■ Task instructions
Say how many lines of these entries include the word "FullBlock", and answer with the number alone.

■ Provided material
-- Opening Marker --

impl FullNode {
	/// Build a node over the injected stores, verifiers and script VM.
	pub fn new(
		config: ServerConfig,
		constants: Arc<ConsensusConstants>,
		block_store: Arc<dyn BlockStore>,
		coin_store: Arc<dyn CoinStore>,
		verifiers: Verifiers,
		runner: Arc<dyn ProgramRunner>,
	) -> Result<Arc<FullNode>, Error> {
		let blockchain = Arc::new(Blockchain::create(
			block_store,
			coin_store,
			constants.clone(),
			verifiers.clone(),
		)?);
		let sub_slot_store = Arc::new(SubSlotStore::new(constants.clone()));
		let weight_proof = Arc::new(WeightProofVerifier::new(
			constants.clone(),
			blockchain.clone(),
		));
		let mempool = Arc::new(Mempool::new(
			config.pool_config.clone(),
			Arc::new(PoolToChainAdapter::new(blockchain.clone())),
			runner,
		));

		let node = Arc::new(FullNode {
			config,
			constants,
			verifiers,
			blockchain,
			sub_slot_store,
			sync_state: Arc::new(SyncState::new()),
			mempool,
			weight_proof,
			peers: Arc::new(Peers::new()),
			timelord_lock: Mutex::new(()),
			sync_task: StdMutex::new(None),
			sync_cancel: Notify::new(),
			shut_down: AtomicBool::new(false),
			myself: StdMutex::new(None),
			state_changed_callback: StdMutex::new(None),
		});
		*node.myself.lock().unwrap() = Some(Arc::downgrade(&node));
		Ok(node)
	}

	pub(crate) fn myself(&self) -> Arc<FullNode> {
		self.myself
			.lock()
			.unwrap()
			.as_ref()
			.and_then(|w| w.upgrade())
			.expect("node handle outlives its tasks")
	}

	/// Bring dependent subsystems in line with a peak loaded from disk.
	pub async fn start(&self) -> Result<(), Error> {
		if let Some(peak) = self.blockchain.get_peak() {
			info!(
				"blockchain initialized to peak {} height {}",
				peak.header_hash, peak.sub_block_height
			);
			self.mempool.new_peak(Some(peak.clone()));
			if let Some(full_peak) = self.blockchain.get_full_peak()? {
				let _lock = self.blockchain.lock.lock().await;
				self.peak_post_processing(
					&full_peak,
					&peak,
					peak.sub_block_height.saturating_sub(1),
					None,
				)
				.await?;
			}
		} else {
			info!("initialized with empty blockchain");
		}
		Ok(())
	}

	/// Register the embedder's state-change callback.
	pub fn set_state_changed_callback(&self, callback: StateChangedCallback) {
		*self.state_changed_callback.lock().unwrap() = Some(callback);
	}

	pub(crate) fn state_changed(&self, change: &str) {
		if let Some(ref cb) = *self.state_changed_callback.lock().unwrap() {
			cb(change);
		}
	}

	/// The chain this node maintains.
	pub fn blockchain(&self) -> Arc<Blockchain> {
		self.blockchain.clone()
	}

	/// The sub-slot store of this node.
	pub fn sub_slot_store(&self) -> Arc<SubSlotStore> {
		self.sub_slot_store.clone()
	}

	/// The sync state of this node.
	pub fn sync_state(&self) -> Arc<SyncState> {
		self.sync_state.clone()
	}

	/// The transaction pool of this node.
	pub fn mempool(&self) -> Arc<Mempool> {
		self.mempool.clone()
	}

	/// The peer registry of this node.
	pub fn peers(&self) -> Arc<Peers> {
		self.peers.clone()
	}

	/// Stop background work; infinite loops observe this and wind down.
	pub fn close(&self) {
		self.shut_down.store(true, Ordering::SeqCst);
		self.sync_cancel.notify_waiters();
		if let Some(handle) = self.sync_task.lock().unwrap().take() {
			handle.abort();
		}
	}

	pub(crate) fn is_shut_down(&self) -> bool {
		self.shut_down.load(Ordering::SeqCst)
	}

	/// Whether we consider ourselves caught up: a peak exists, its latest
	/// transaction block is recent, and we are not in sync mode.
	pub fn synced(&self) -> bool {
		if self.sync_state.sync_mode() {
			return false;
		}
		let timestamp = match self.latest_peak_timestamp() {
			Some(ts) => ts,
			None => return false,
		};
		let now = Utc::now().timestamp() as u64;
		timestamp + SYNCED_HORIZON_SECS > now
	}

	// timestamp of the latest transaction block at or below the peak
	fn latest_peak_timestamp(&self) -> Option<u64> {
		let mut block = self.blockchain.get_full_peak().ok()??;
		for _ in 0..100 {
			if let Some(ref foliage_block) = block.foliage_block {
				return Some(foliage_block.timestamp);
			}
			if block.prev_header_hash() == self.constants.genesis_prev_hash {
				return None;
			}
			block = self.blockchain.get_block(&block.prev_header_hash()).ok()??;
		}
		None
	}

	/// Whenever we connect to another node or wallet, send them our current
	/// peak. Farmers get signage points as they happen; timelords get the
	/// full peak package.
	pub async fn on_connect(&self, peer: Arc<dyn Peer>) -> Result<(), Error> {
		self.peers.add_connected(peer.clone());
		self.state_changed("add_connection");

		if peer.node_type() == NodeType::FullNode {
			// ask for the mempool entries our filter lacks, but only when
			// our own view of the chain is current
			if self.synced()
				&& self.blockchain.peak_height().unwrap_or(0)
					> self.constants.initial_freeze_period
			{
				let request = RequestMempoolTransactions {
					filter: self.mempool.get_filter(),
				};
				let _ = peer
					.send(Message::RequestMempoolTransactions(request))
					.await;
			}
		}

		let full_peak = match self.blockchain.get_full_peak()? {
			Some(b) => b,
			None => return Ok(()),
		};
		let peak = self.blockchain.sub_block_record(&full_peak.header_hash())?;

		match peer.node_type() {
			NodeType::FullNode => {
				let request = NewPeak {
					header_hash: peak.header_hash,
					sub_block_height: peak.sub_block_height,
					weight: peak.weight,
					fork_point_hint: peak.sub_block_height,
					unfinished_reward_hash: full_peak
						.reward_chain_sub_block
						.get_unfinished()
						.hash(),
				};
				let _ = peer.send(Message::NewPeak(request)).await;
			}
			NodeType::Wallet => {
				let request = WalletNewPeak {
					header_hash: peak.header_hash,
					sub_block_height: peak.sub_block_height,
					weight: peak.weight,
					fork_point: peak.sub_block_height,
				};
				let _ = peer.send(Message::WalletNewPeak(request)).await;
			}
			NodeType::Timelord => {
				self.send_peak_to_timelords().await?;
			}
			NodeType::Farmer => {}
		}
		Ok(())
	}

	/// A peer went away: drop it from the registry and the sync
	/// bookkeeping.
	pub fn on_disconnect(&self, peer_id: &PeerId) {
		if let Some(peer) = self.peers.remove(peer_id) {
			info!("peer disconnected {}", peer.peer_host());
		}
		self.sync_state.peer_disconnected(peer_id);
		self.state_changed("close_connection");
	}

	/// Receive a full sub-block from a peer full node (or ourselves, at the
	/// end of the assembly round-trip). Ignored while syncing: the sync
	/// path owns peak advancement.
	pub async fn respond_sub_block(
		&self,
		respond_sub_block: RespondSubBlock,
		peer: Option<PeerId>,
	) -> Result<(), Error> {
		let mut sub_block: FullBlock = respond_sub_block.sub_block;
		if self.sync_state.sync_mode() {
			return Ok(());
		}

		let header_hash = sub_block.header_hash();
		if self.blockchain.contains_sub_block(&header_hash) {
			return Ok(());
		}

		if sub_block.transactions_generator.is_none() && sub_block.is_block() {
			// we may have asked for this block without transactions because
			// the unfinished version already brought them
			let unfinished_rh = sub_block.reward_chain_sub_block.get_unfinished().hash();
			if let Some(unfinished) = self.sub_slot_store.get_unfinished_block(&unfinished_rh) {
				if unfinished.transactions_generator.is_some() {
					sub_block.transactions_generator = unfinished.transactions_generator;
				}
			}
		}

		{
			let _lock = self.blockchain.lock.lock().await;
			let validation_start = Utc::now();
			let pre_validation = self
				.blockchain
				.pre_validate_blocks(vec![sub_block.clone()])
				.await?;
			let pre = pre_validation.into_iter().next().ok_or_else(|| {
				Error::SyncFailed(format!("failed to validate sub-block {}", header_hash))
			})?;

			let (added, error_code, fork_height) = match pre.error {
				Some(ErrorKind::InvalidPrevBlockHash) => (
					ReceiveBlockResult::DisconnectedBlock,
					Some(ErrorKind::InvalidPrevBlockHash),
					None,
				),
				Some(e) => {
					return Err(Error::Consensus {
						code: e,
						header_hash,
					});
				}
				None => self.blockchain.receive_block(&sub_block, &pre, None),
			};

			let validation_time = Utc::now() - validation_start;

			match added {
				ReceiveBlockResult::AlreadyHaveBlock => return Ok(()),
				ReceiveBlockResult::InvalidBlock => {
					let code = error_code.unwrap_or(ErrorKind::Other("unknown".to_owned()));
					error!(
						"block {} at height {} is invalid: {}",
						header_hash,
						sub_block.height(),
						code
					);
					return Err(Error::Consensus { code, header_hash });
				}
				ReceiveBlockResult::DisconnectedBlock => {
					info!(
						"disconnected block {} at height {}",
						header_hash,
						sub_block.height()
					);
					return Ok(());
				}
				ReceiveBlockResult::NewPeak => {
					let new_peak = self.blockchain.get_peak().ok_or_else(|| {
						Error::SyncFailed("no peak after new peak commit".to_owned())
					})?;
					let fork_height = fork_height.unwrap_or(0);
					debug!(
						"validation time for peak: {}ms",
						validation_time.num_milliseconds()
					);
					self.peak_post_processing(&sub_block, &new_peak, fork_height, peer)
						.await?;
				}
				ReceiveBlockResult::AddedAsOrphan => {
					info!(
						"received orphan block of height {} rh {}",
						sub_block.height(),
						sub_block.reward_chain_sub_block.hash()
					);
				}
			}
		}

		// removes all temporary data for old blocks
		if let Some(peak) = self.blockchain.get_peak() {
			let clear_height = peak.sub_block_height.saturating_sub(50);
			self.sub_slot_store.clear_candidate_blocks_below(clear_height);
			self.sub_slot_store.clear_unfinished_blocks_below(clear_height);
			if peak.sub_block_height % 1000 == 0 && !self.sync_state.sync_mode() {
				// occasionally clear stale sync peer info
				self.sync_state.clear_sync_info();
			}
		}
		self.state_changed("sub_block");
		Ok(())
	}

	/// Runs under the blockchain lock right after a commit moved the peak:
	/// updates the dependent subsystems, then notifies every peer class.
	/// Broadcasts happen only after the mempool and the sub-slot store have
	/// seen the new peak.
	pub async fn peak_post_processing(
		&self,
		sub_block: &FullBlock,
		record: &SubBlockRecord,
		fork_height: u32,
		peer: Option<PeerId>,
	) -> Result<(), Error> {
		let difficulty = self
			.blockchain
			.get_next_difficulty(&record.header_hash, false);
		let sub_slot_iters = self
			.blockchain
			.get_next_slot_iters(&record.header_hash, false);

		info!(
			"🌱 updated peak to height {}, weight {}, hh {}, forked at {}, rh {}, total iters {}, overflow {}, deficit {}, difficulty {}, sub slot iters {}",
			record.sub_block_height,
			record.weight,
			record.header_hash,
			fork_height,
			record.reward_infusion_new_challenge,
			record.total_iters,
			record.overflow,
			record.deficit,
			difficulty,
			sub_slot_iters,
		);

		let sub_slots = self
			.blockchain
			.get_sp_and_ip_sub_slots(&record.header_hash)?
			.ok_or_else(|| Error::SyncFailed("peak block missing from store".to_owned()))?;

		if !self.sync_state.sync_mode() {
			self.blockchain.clean_sub_block_records();
		}

		let fork_is_nontrivial = record.sub_block_height != 0
			&& fork_height != record.sub_block_height.saturating_sub(1);
		let (added_eos, _new_ips) = self.sub_slot_store.new_peak(
			record,
			sub_slots.0.as_ref(),
			sub_slots.1.as_ref(),
			fork_is_nontrivial,
		);

		// ensure the peak's signage point is in the store, for consistency
		// with lookups by the other subsystems
		self.sub_slot_store.new_signage_point(
			record.signage_point_index,
			SignagePoint {
				cc_vdf: sub_block.reward_chain_sub_block.challenge_chain_sp_vdf.clone(),
				cc_proof: sub_block.challenge_chain_sp_proof.clone(),
				rc_vdf: sub_block.reward_chain_sub_block.reward_chain_sp_vdf.clone(),
				rc_proof: sub_block.reward_chain_sp_proof.clone(),
			},
		);

		// the mempool revalidates its entries against the new coin view
		self.mempool.new_peak(self.blockchain.get_peak());

		// pending end of slots that land after this peak become visible now
		if let Some(eos) = added_eos {
			let broadcast = NewSignagePointOrEndOfSubSlot {
				prev_challenge_hash: Some(eos.challenge_chain.end_of_slot_vdf.challenge),
				challenge_hash: eos.challenge_chain.hash(),
				index_from_challenge: 0,
				last_rc_infusion: eos.reward_chain.end_of_slot_vdf.challenge,
			};
			self.peers
				.send_to_all(
					Message::NewSignagePointOrEndOfSubSlot(broadcast),
					NodeType::FullNode,
				)
				.await;
		}

		if record.sub_block_height % 1000 == 0 {
			// occasionally clear the seen list to keep it small
			self.sub_slot_store.clear_seen_unfinished_blocks();
		}

		if !self.sync_state.sync_mode() {
			self.send_peak_to_timelords().await?;

			// tell full nodes about the new peak
			let msg = Message::NewPeak(NewPeak {
				header_hash: record.header_hash,
				sub_block_height: record.sub_block_height,
				weight: record.weight,
				fork_point_hint: fork_height,
				unfinished_reward_hash: sub_block
					.reward_chain_sub_block
					.get_unfinished()
					.hash(),
			});
			match peer {
				Some(peer_id) => {
					self.peers
						.send_to_all_except(msg, NodeType::FullNode, peer_id)
						.await
				}
				None => self.peers.send_to_all(msg, NodeType::FullNode).await,
			}
		}

		// tell wallets about the new peak
		let msg = Message::WalletNewPeak(WalletNewPeak {
			header_hash: record.header_hash,
			sub_block_height: record.sub_block_height,
			weight: record.weight,
			fork_point: fork_height,
		});
		self.peers.send_to_all(msg, NodeType::Wallet).await;

		self.state_changed("new_peak");
		Ok(())
	}

	/// Sends the current peak to timelords, with everything they need to
	/// continue the chains on top of it.
	pub async fn send_peak_to_timelords(&self) -> Result<(), Error> {
		let peak_block = match self.blockchain.get_full_peak()? {
			Some(b) => b,
			None => return Ok(()),
		};
		let peak = self
			.blockchain
			.sub_block_record(&peak_block.header_hash())?;
		let difficulty = self.blockchain.get_next_difficulty(&peak.header_hash, false);
		let ses = self.blockchain.make_sub_epoch_summary(&peak);
		let recent_rc = self.blockchain.get_recent_reward_challenges();

		// walk back to the last challenge sub-block; every chain prefix
		// starts with a first-in-sub-slot record, so this terminates there
		// at the latest
		let mut curr = peak.clone();
		while !curr.is_challenge_sub_block(&self.constants) && !curr.first_in_sub_slot {
			curr = match self.blockchain.try_sub_block(&curr.prev_hash) {
				Some(p) => p,
				None => break,
			};
		}
		let last_csb_or_eos = if curr.is_challenge_sub_block(&self.constants) {
			curr.total_iters
		} else {
			curr.ip_sub_slot_total_iters(&self.constants)
		};

		let timelord_new_peak = TimelordNewPeak {
			reward_chain_sub_block: peak_block.reward_chain_sub_block.clone(),
			difficulty,
			deficit: peak.deficit,
			sub_slot_iters: peak.sub_slot_iters,
			sub_epoch_summary: ses,
			recent_reward_challenges: recent_rc,
			last_challenge_sb_or_eos_total_iters: last_csb_or_eos,
		};
		self.peers
			.send_to_all(Message::TimelordNewPeak(timelord_new_peak), NodeType::Timelord)
			.await;
		Ok(())
	}
}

-- Closing Marker --

■ Response below
2